The ΔCq of each “glyco-gene” (normalized against the logarithmic mean of reference genes) was applied by visualizing and clustering “glyco-gene” expression among the tested cell lines (Fig. 6A). The expression of ST6GAL1 (p < 0.001), MGAT3 (p < 0.001), and B4GALNT3 (p = 0.015) were significantly decreased in the non-cancerous cell lines as compared with the high expression observed in the ovarian cancer cell lines. In contrast, the non-cancerous cell lines showed significantly increased expression of ST3GAL5 compared with all ovarian cancer cell lines (p = 0.026). ST3GAL4 was abundantly expressed in both non-cancerous and ovarian cancer cell lines as compared with ST3GAL3 that had varying transcript levels. The investigation of fucosyltransferase encoding genes did not reveal any differential gene expression for core fucosylation (FUT8) and terminal fucosylation (FUT2, 4, and 5) between the non-cancerous and ovarian cancer cell lines, although a significant increase in gene expression for FUT3 and FUT9 was observed specifically in the OVCAR 3 cell line as compared with the other cell lines.

Fig. 6.

Fig. 6.

Quantitative RT-PCR of mRNA transcripts of glycosyltransferase genes and scatterplot analysis of glyco-gene expression (MGAT3 and ST6GAL1) with corresponding N-glycan structures. Gene expression levels of glycosyltransferase mRNA transcripts (n = 17) analyzed in two non-cancerous human ovarian surface epithelial cells (HOSE 6.3 and HOSE 17.1) and four ovarian cancer cell lines (SKOV 3, OVCAR 3, A2780, and IGROV 1). A, Normalized (ΔCq) and clustered “glyco gene” expression (row) among tested cell lines (column) visualized as heatmap. Dendrogram (row) shows clusters of correlating expression. Key at the right side indicates level of expression of transcripts from high (black) to low (white). Level of significant differences in transcript levels are indicated by asterisk ( p < 0.1; * p < 0.05; ** p < 0.001). Gene expression profiles of MGAT3, ST6GAL1 and ST3GAL5 show positive correlation with resulting glycan phenotype as illustrated by B, scatterplots of MGAT3, ST6GAL1, and ST3GAL5 “glyco gene” expression (abscissa) and their corresponding relative MS ion intensities of bisecting GlcNAc, α 2–6 and α 2–3 sialylated N-glycan structures (ordinate). Scatterplot data points circled in dashes represent two non-cancerous human ovarian surface epithelial cells and data points circled in dots represent four ovarian cancer cell lines used in this study. Data represents the mean of three technical replicates.

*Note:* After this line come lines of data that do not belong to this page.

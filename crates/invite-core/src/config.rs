//! Invite page configuration.
//!
//! Every operation that talks to the outside world (proxy endpoint, deep-link
//! scheme, fallback host, redirect delay) takes its value from an
//! [`InviteConfig`] instead of a global literal, so tests and alternative
//! deployments can substitute their own.

use serde::{Deserialize, Serialize};

// ---------------------------------------------------------------------------
// Defaults
// ---------------------------------------------------------------------------

/// Metadata proxy used in production.
pub const DEFAULT_PROXY_BASE: &str = "https://roblox-proxy.proxy-roblox.workers.dev";

/// URI scheme registered by the native game client.
pub const DEFAULT_SCHEME: &str = "roblox";

/// Host serving the public game pages.
pub const DEFAULT_WEB_HOST: &str = "www.roblox.com";

/// Delay before the deep-link redirect is attempted, in ms.
pub const DEFAULT_REDIRECT_DELAY_MS: u64 = 100;

// ---------------------------------------------------------------------------
// Config types
// ---------------------------------------------------------------------------

/// Where generated links point.
#[derive(Debug, Clone, PartialEq, Eq, Serialize, Deserialize)]
#[serde(default, rename_all = "camelCase")]
pub struct LinkConfig {
    /// Scheme of the native deep link, without `://`.
    pub scheme: String,
    /// Host of the web fallback, without scheme.
    pub web_host: String,
}

impl Default for LinkConfig {
    fn default() -> Self {
        Self {
            scheme: DEFAULT_SCHEME.to_string(),
            web_host: DEFAULT_WEB_HOST.to_string(),
        }
    }
}

/// Full configuration of the invite page.
#[derive(Debug, Clone, PartialEq, Eq, Serialize, Deserialize)]
#[serde(default, rename_all = "camelCase")]
pub struct InviteConfig {
    /// Base URL of the metadata proxy (`{proxy_base}/api/gameInfo`).
    pub proxy_base: String,
    pub link: LinkConfig,
    pub redirect_delay_ms: u64,
}

impl Default for InviteConfig {
    fn default() -> Self {
        Self {
            proxy_base: DEFAULT_PROXY_BASE.to_string(),
            link: LinkConfig::default(),
            redirect_delay_ms: DEFAULT_REDIRECT_DELAY_MS,
        }
    }
}

impl InviteConfig {
    /// Replace individual values, ignoring `None` and blank overrides.
    ///
    /// Used by the web build to apply compile-time environment overrides.
    pub fn with_overrides(
        mut self,
        proxy_base: Option<&str>,
        scheme: Option<&str>,
        web_host: Option<&str>,
    ) -> Self {
        fn pick(v: Option<&str>) -> Option<&str> {
            v.map(str::trim).filter(|v| !v.is_empty())
        }

        if let Some(base) = pick(proxy_base) {
            self.proxy_base = base.to_string();
        }
        if let Some(scheme) = pick(scheme) {
            self.link.scheme = scheme.to_string();
        }
        if let Some(host) = pick(web_host) {
            self.link.web_host = host.to_string();
        }
        self
    }
}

We used both the data on the N-glycan structures containing bisecting GlcNAc and α 2–6/α 2–3 sialylation as detected by LC-ESI-MS and the corresponding gene expression of the selected glycosyltransferases (MGAT3, ST6GAL1, and ST3GAL5) to investigate their potential correlation (Fig. 6B). This was achieved by calculating the total relative ion intensities for the bisecting GlcNAc N-glycans (n = 6 structures) and α 2–6/α 2–3 sialylated N-glycans (n = 11 structures) respectively, expressing them as a percentage of the total relative ion intensities of all N-glycans from each cell line and plotting these percentage values against the ΔCq of the corresponding glycosyltransferases. The linear dependence (R2) obtained revealed a strong correlation between bisecting GlcNAc and MGAT3 expression (r = 0.79) and between α 2–6 sialylation and ST6GAL1 expression (r = 0.76), whereas moderately linear association was observed between α 2–3 sialylation and ST3GAL5 expression (r = 0.66). These correlations emphasize that the specific changes in N-glycan structures seen between non-cancerous and cancerous cells can be directly attributable to the expression of the genes responsible for their synthesis. In particular, the bisecting GlcNAcylation and α 2–6 sialylation of the glycan structures expressed on the membrane proteins of ovarian cancer cells are directly correlated with the increased expression of the genes, MGAT3 and ST6GAL1.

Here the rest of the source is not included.